Task details: Figure out how many lines of the material below contain the word "above". Answer with the number only.

Start of Block

//! Built-in demonstration trajectories.
//!
//! An explicit registry maps each robot's degrees of freedom to a list of
//! named trajectory generators; the Demo mode picks one uniformly at random
//! and streams its waypoints. Every generator works over the geometry's
//! vertical profile, so the same figure adapts to the Delta, Quattro and
//! 6-RUS working volumes.

use std::f64::consts::PI;

use crate::kinematic_traits::{MoveKind, Pose};

/// One demo step: the pose to reach and how to reach it.
pub type Waypoint = (Pose, MoveKind);

/// Vertical extent and platform attitude of one geometry's demo space.
#[derive(Debug, Clone, Copy)]
pub struct DemoProfile {
    /// Lowest reachable z coordinate.
    pub min_height: f64,
    /// Height above `min_height` the figures are drawn at.
    pub level: f64,
    /// Height above `min_height` of the final retract pose.
    pub end_level: f64,
    /// Platform rotation held throughout (the Quattro draws turned 45 deg).
    pub orientation: f64,
}

impl DemoProfile {
    fn draw_height(&self) -> f64 {
        self.min_height + self.level
    }

    fn end_height(&self) -> f64 {
        self.min_height + self.end_level
    }
}

/// A named trajectory generator.
pub struct DemoProgram {
    pub name: &'static str,
    pub generate: fn(&DemoProfile) -> Vec<Waypoint>,
}

fn at(x: f64, y: f64, z: f64, rotation: f64) -> Pose {
    vec![x, y, z, rotation, 0.0, 0.0]
}

/// Square with two laps, entered point-to-point and drawn linearly.
pub fn square(profile: &DemoProfile) -> Vec<Waypoint> {
    let a = 30.0;
    let h = profile.draw_height();
    let rot = profile.orientation;

    let mut path = vec![(at(a, a, h, rot), MoveKind::Ptp)];
    for _ in 0..2 {
        path.push((at(a, a, h, rot), MoveKind::Linear));
        path.push((at(-a, a, h, rot), MoveKind::Linear));
        path.push((at(-a, -a, h, rot), MoveKind::Linear));
        path.push((at(a, -a, h, rot), MoveKind::Linear));
    }
    path.push((at(a, a, h, rot), MoveKind::Linear));
    path.push((at(0.0, 0.0, profile.end_height(), rot), MoveKind::Ptp));
    path
}

/// Equilateral triangle, two laps.
pub fn triangle(profile: &DemoProfile) -> Vec<Waypoint> {
    let a = 30.0;
    let half_height = a * 3f64.sqrt() / 4.0;
    let h = profile.draw_height();
    let rot = profile.orientation;

    let mut path = Vec::new();
    for _ in 0..2 {
        path.push((at(-half_height, a, h, rot), MoveKind::Ptp));
        path.push((at(-half_height, -a, h, rot), MoveKind::Linear));
        path.push((at(half_height, 0.0, h, rot), MoveKind::Linear));
    }
    path.push((at(-half_height, a, h, rot), MoveKind::Linear));
    path.push((at(0.0, 0.0, profile.end_height(), rot), MoveKind::Ptp));
    path
}

/// Circle traced twice out of short point-to-point chords.
pub fn circle(profile: &DemoProfile) -> Vec<Waypoint> {
    let radius = 40.0;
    let resolution = 50;
    let laps = 2;
    let h = profile.draw_height();
    let rot = profile.orientation;

    let mut path = vec![
        (at(0.0, 0.0, h, rot), MoveKind::Ptp),
        (at(radius, 0.0, h, rot), MoveKind::Linear),
    ];
    for step in 0..resolution * laps {
        let angle = step as f64 * 2.0 * PI / resolution as f64;
        path.push((at(angle.cos() * radius, angle.sin() * radius, h, rot), MoveKind::Ptp));
    }
    path.push((at(0.0, 0.0, h, rot), MoveKind::Linear));
    path.push((at(0.0, 0.0, profile.end_height(), rot), MoveKind::Ptp));
    path
}

/// Figure eight out of two tangent circles.
pub fn eight(profile: &DemoProfile) -> Vec<Waypoint> {
    let radius = 15.0;
    let resolution = 30;
    let h = profile.draw_height();
    let rot = profile.orientation;

    let mut path = vec![(at(0.0, 0.0, h, rot), MoveKind::Ptp)];
    for step in 0..=resolution {
        let angle = step as f64 * 2.0 * PI / resolution as f64;
        path.push((
            at(-angle.sin() * radius, angle.cos() * radius - radius, h, rot),
            MoveKind::Ptp,
        ));
    }
    for step in 0..=resolution {
        let angle = step as f64 * 2.0 * PI / resolution as f64;
        path.push((
            at(-angle.sin() * radius, -angle.cos() * radius + radius, h, rot),
            MoveKind::Ptp,
        ));
    }
    path.push((at(0.0, 0.0, profile.end_height(), rot), MoveKind::Ptp));
    path
}

/// Tetrahedron: triangular base with apex visits.
pub fn pyramid(profile: &DemoProfile) -> Vec<Waypoint> {
    let a = 30.0;
    let half_height = a * 3f64.sqrt() / 4.0;
    let apex = a * 6f64.sqrt() / 3.0;
    let h = profile.draw_height();
    let rot = profile.orientation;

    vec![
        (at(0.0, 0.0, h + apex, rot), MoveKind::Ptp),
        (at(-half_height, -a, h, rot), MoveKind::Linear),
        (at(half_height, 0.0, h, rot), MoveKind::Linear),
        (at(0.0, 0.0, h + apex, rot), MoveKind::Ptp),
        (at(half_height, 0.0, h, rot), MoveKind::Linear),
        (at(-half_height, a, h, rot), MoveKind::Linear),
        (at(0.0, 0.0, h + apex, rot), MoveKind::Ptp),
        (at(-half_height, a, h, rot), MoveKind::Linear),
        (at(-half_height, -a, h, rot), MoveKind::Linear),
        (at(0.0, 0.0, h + apex, rot), MoveKind::Ptp),
        (at(0.0, 0.0, profile.end_height(), rot), MoveKind::Ptp),
    ]
}

/// 3x2 palette pick-and-place with linear approach and retreat strokes.
pub fn pick_place(profile: &DemoProfile) -> Vec<Waypoint> {
    let (dist_x, dist_y) = (15.0, 15.0);
    let mid_dist = 20.0;
    let lin_height = 20.0;
    let h = profile.draw_height();
    let upper = profile.min_height + 70.0;
    let rot = profile.orientation;

    let mut path = Vec::new();
    for column in [-1.0, 0.0, 1.0] {
        for row in [0.0, 1.0] {
            let x = column * dist_x;
            let pick_y = row * dist_y - mid_dist;
            let place_y = row * dist_y + mid_dist;

            path.push((at(x, pick_y, h + lin_height, rot), MoveKind::Linear));
            path.push((at(x, pick_y, h, rot), MoveKind::Ptp));
            path.push((at(x, pick_y, h + lin_height, rot), MoveKind::Linear));
            path.push((at(x, 0.0, upper, rot), MoveKind::Ptp));

            path.push((at(x, place_y, h + lin_height, rot), MoveKind::Linear));
            path.push((at(x, place_y, h, rot), MoveKind::Ptp));
            path.push((at(x, place_y, h + lin_height, rot), MoveKind::Linear));
            path.push((at(x, 0.0, upper, rot), MoveKind::Ptp));
        }
    }
    path.push((at(0.0, 0.0, profile.end_height(), rot), MoveKind::Ptp));
    path
}

/// Registry of demo programs per robot geometry, keyed by its degrees of
/// freedom.
pub struct DemoRegistry {
    delta: (DemoProfile, Vec<DemoProgram>),
    quattro: (DemoProfile, Vec<DemoProgram>),
    six_rus: (DemoProfile, Vec<DemoProgram>),
}

impl DemoRegistry {
    /// The built-in program library.
    pub fn standard() -> Self {
        let full = || {
            vec![
                DemoProgram { name: "square", generate: square },
                DemoProgram { name: "triangle", generate: triangle },
                DemoProgram { name: "circle", generate: circle },
                DemoProgram { name: "eight", generate: eight },
                DemoProgram { name: "pyramid", generate: pyramid },
                DemoProgram { name: "pick-place", generate: pick_place },
            ]
        };
        // The Quattro never got the triangular figures
        let quattro_programs = vec![
            DemoProgram { name: "square", generate: square },
            DemoProgram { name: "circle", generate: circle },
            DemoProgram { name: "eight", generate: eight },
            DemoProgram { name: "pick-place", generate: pick_place },
        ];
        DemoRegistry {
            delta: (
                DemoProfile { min_height: -214.8, level: 50.0, end_level: 30.0, orientation: 0.0 },
                full(),
            ),
            quattro: (
                DemoProfile { min_height: -240.2, level: 60.0, end_level: 30.0, orientation: 0.78 },
                quattro_programs,
            ),
            six_rus: (
                DemoProfile { min_height: -256.2, level: 50.0, end_level: 30.0, orientation: 0.0 },
                full(),
            ),
        }
    }

    fn entry(&self, dof: usize) -> Option<&(DemoProfile, Vec<DemoProgram>)> {
        match dof {
            3 => Some(&self.delta),
            4 => Some(&self.quattro),
            6 => Some(&self.six_rus),
            _ => None,
        }
    }

    /// The program names available for a geometry.
    pub fn names(&self, dof: usize) -> Vec<&'static str> {
        self.entry(dof)
            .map(|(_, programs)| programs.iter().map(|p| p.name).collect())
            .unwrap_or_default()
    }

    /// Picks one program uniformly at random and generates its waypoints.
    pub fn choose(&self, dof: usize) -> Option<(&'static str, Vec<Waypoint>)> {
        let (profile, programs) = self.entry(dof)?;
        if programs.is_empty() {
            return None;
        }
        let program = &programs[rand::random::<usize>() % programs.len()];
        Some((program.name, (program.generate)(profile)))
    }

    /// Generates a program by name, for callers that do not want the random
    /// pick.
    pub fn generate(&self, dof: usize, name: &str) -> Option<Vec<Waypoint>> {
        let (profile, programs) = self.entry(dof)?;
        programs
            .iter()
            .find(|p| p.name == name)
            .map(|p| (p.generate)(profile))
    }
}

#[cfg(test)]
mod tests {
    use super::*;

    #[test]
    fn registry_covers_all_geometries() {
        let registry = DemoRegistry::standard();
        assert_eq!(registry.names(3).len(), 6);
        assert_eq!(registry.names(4).len(), 4);
        assert_eq!(registry.names(6).len(), 6);
        for dof in [3, 4, 6] {
            let (_, waypoints) = registry.choose(dof).unwrap();
            assert!(!waypoints.is_empty());
        }
        assert!(registry.choose(5).is_none());
    }

    #[test]
    fn programs_end_at_the_retract_pose() {
        let registry = DemoRegistry::standard();
        for dof in [3, 4, 6] {
            for name in registry.names(dof) {
                let waypoints = registry.generate(dof, name).unwrap();
                let (last, kind) = waypoints.last().unwrap();
                assert_eq!(*kind, MoveKind::Ptp, "{} must retract point-to-point", name);
                assert_eq!(last[0], 0.0);
                assert_eq!(last[1], 0.0);
                assert!(last[2] < 0.0, "{} retract pose must stay below the base", name);
            }
        }
    }

    #[test]
    fn square_draws_its_edges_linearly() {
        let registry = DemoRegistry::standard();
        let waypoints = registry.generate(4, "square").unwrap();
        let linear = waypoints.iter().filter(|(_, k)| *k == MoveKind::Linear).count();
        assert_eq!(linear, 9);
        // The Quattro draws turned by its resting platform angle
        assert!(waypoints.iter().all(|(p, _)| p[3] == 0.78));
    }
}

End of Block

Expected answer: 2